Kosovo brought back 110 of its citizens from Syria, including 32 women, 74 children and four militants who had gone to fight in the country’s civil war.
The four fighters were immediately arrested and detained for 30 days awaiting questioning, while women and children were sent to the Foreign Detention Center in the outskirts of Pristina.
A number of visitors were seen in front of the Foreign Detention Center on Monday morning, hoping to see relatives. Children, some small girls wearing hijabs, were outside in the sunny weather playing soccer with police officers.
Doctors were constantly entering and leaving the buildings to carry out medical checks on the returnees.
After the collapse of Daesh’s self-declared caliphate in Syria and Iraq, countries around the world are wrestling with how to handle militants and their families seeking to return.

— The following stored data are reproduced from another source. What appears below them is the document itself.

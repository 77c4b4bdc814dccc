//! Structured logging for the Aether renderer.
//!
//! Library crates log through the `log` facade; this crate installs a
//! `tracing-subscriber` registry that picks those records up, prints them to
//! the console with an uptime timer, and in debug builds mirrors them as JSON
//! into `aether.log`.

use aether_config::Config;
use std::path::Path;
use tracing_subscriber::{
    EnvFilter, Layer, fmt, layer::SubscriberExt, registry::LookupSpan, util::SubscriberInitExt,
};

/// Filter used when neither `RUST_LOG` nor the config names a level.
pub const DEFAULT_FILTER: &str = "info,wgpu=warn,naga=warn";

/// Name of the JSON log file written in debug builds.
pub const LOG_FILE_NAME: &str = "aether.log";

/// Initialize the global tracing subscriber.
///
/// * `log_dir` - directory for the JSON log file (only used when `debug_build`)
/// * `debug_build` - enables the file layer
/// * `config` - optional config whose `debug.log_level` overrides the default
///
/// `RUST_LOG` wins over both. Calling this twice is a no-op for the second call.
///
/// ```no_run
/// use aether_config::Config;
/// use aether_log::init_logging;
///
/// let config = Config::default();
/// init_logging(Some(std::path::Path::new("./logs")), true, Some(&config));
/// ```
pub fn init_logging(log_dir: Option<&Path>, debug_build: bool, config: Option<&Config>) {
    let filter_str = filter_string(config);
    let env_filter =
        EnvFilter::try_from_default_env().unwrap_or_else(|_| EnvFilter::new(&filter_str));

    let console_layer = fmt::layer()
        .with_target(true)
        .with_thread_names(true)
        .with_level(true)
        .with_timer(fmt::time::uptime());

    let subscriber = tracing_subscriber::registry()
        .with(env_filter)
        .with(console_layer);

    if debug_build
        && let Some(log_dir) = log_dir
        && std::fs::create_dir_all(log_dir).is_ok()
        && let Ok(log_file) = std::fs::File::create(log_dir.join(LOG_FILE_NAME))
    {
        let _ = subscriber.with(json_file_layer(log_file)).try_init();
        return;
    }

    let _ = subscriber.try_init();
}

/// JSON layer writing one object per event to `file`.
fn json_file_layer<S>(file: std::fs::File) -> impl Layer<S>
where
    S: tracing::Subscriber + for<'a> LookupSpan<'a>,
{
    fmt::layer()
        .with_writer(file)
        .with_ansi(false)
        .with_target(true)
        .with_timer(fmt::time::uptime())
        .json()
}

/// Filter directive derived from the config, falling back to [`DEFAULT_FILTER`].
///
/// A bare level such as `"debug"` keeps wgpu and naga at `warn` so shader
/// compilation does not flood the console.
pub fn filter_string(config: Option<&Config>) -> String {
    match config.map(|c| c.debug.log_level.trim()) {
        Some(level) if !level.is_empty() && !level.contains('=') => {
            format!("{level},wgpu=warn,naga=warn")
        }
        Some(level) if !level.is_empty() => level.to_string(),
        _ => DEFAULT_FILTER.to_string(),
    }
}

/// `EnvFilter` built from [`DEFAULT_FILTER`].
pub fn default_env_filter() -> EnvFilter {
    EnvFilter::new(DEFAULT_FILTER)
}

The population of Kosovo is nominally 90 percent Muslim, but largely secular in outlook. Allegedly more than 300 of its citizens had travelled to Syria since 2012 and 70 men who fought alongside militant groups were killed.
Police said 30 Kosovan fighters, 49 women and eight children remain in the conflict zones. The government said it plans to bring back those who are still there.
Intelligence agencies in Europe are monitoring the situation and closely crosschecking all the detainees. Suspicions are arising that the returning women are using fake identities to settle in any other country that they can.
In 2015, Kosovo adopted a law making fighting in foreign conflicts punishable by up to 15 years in jail.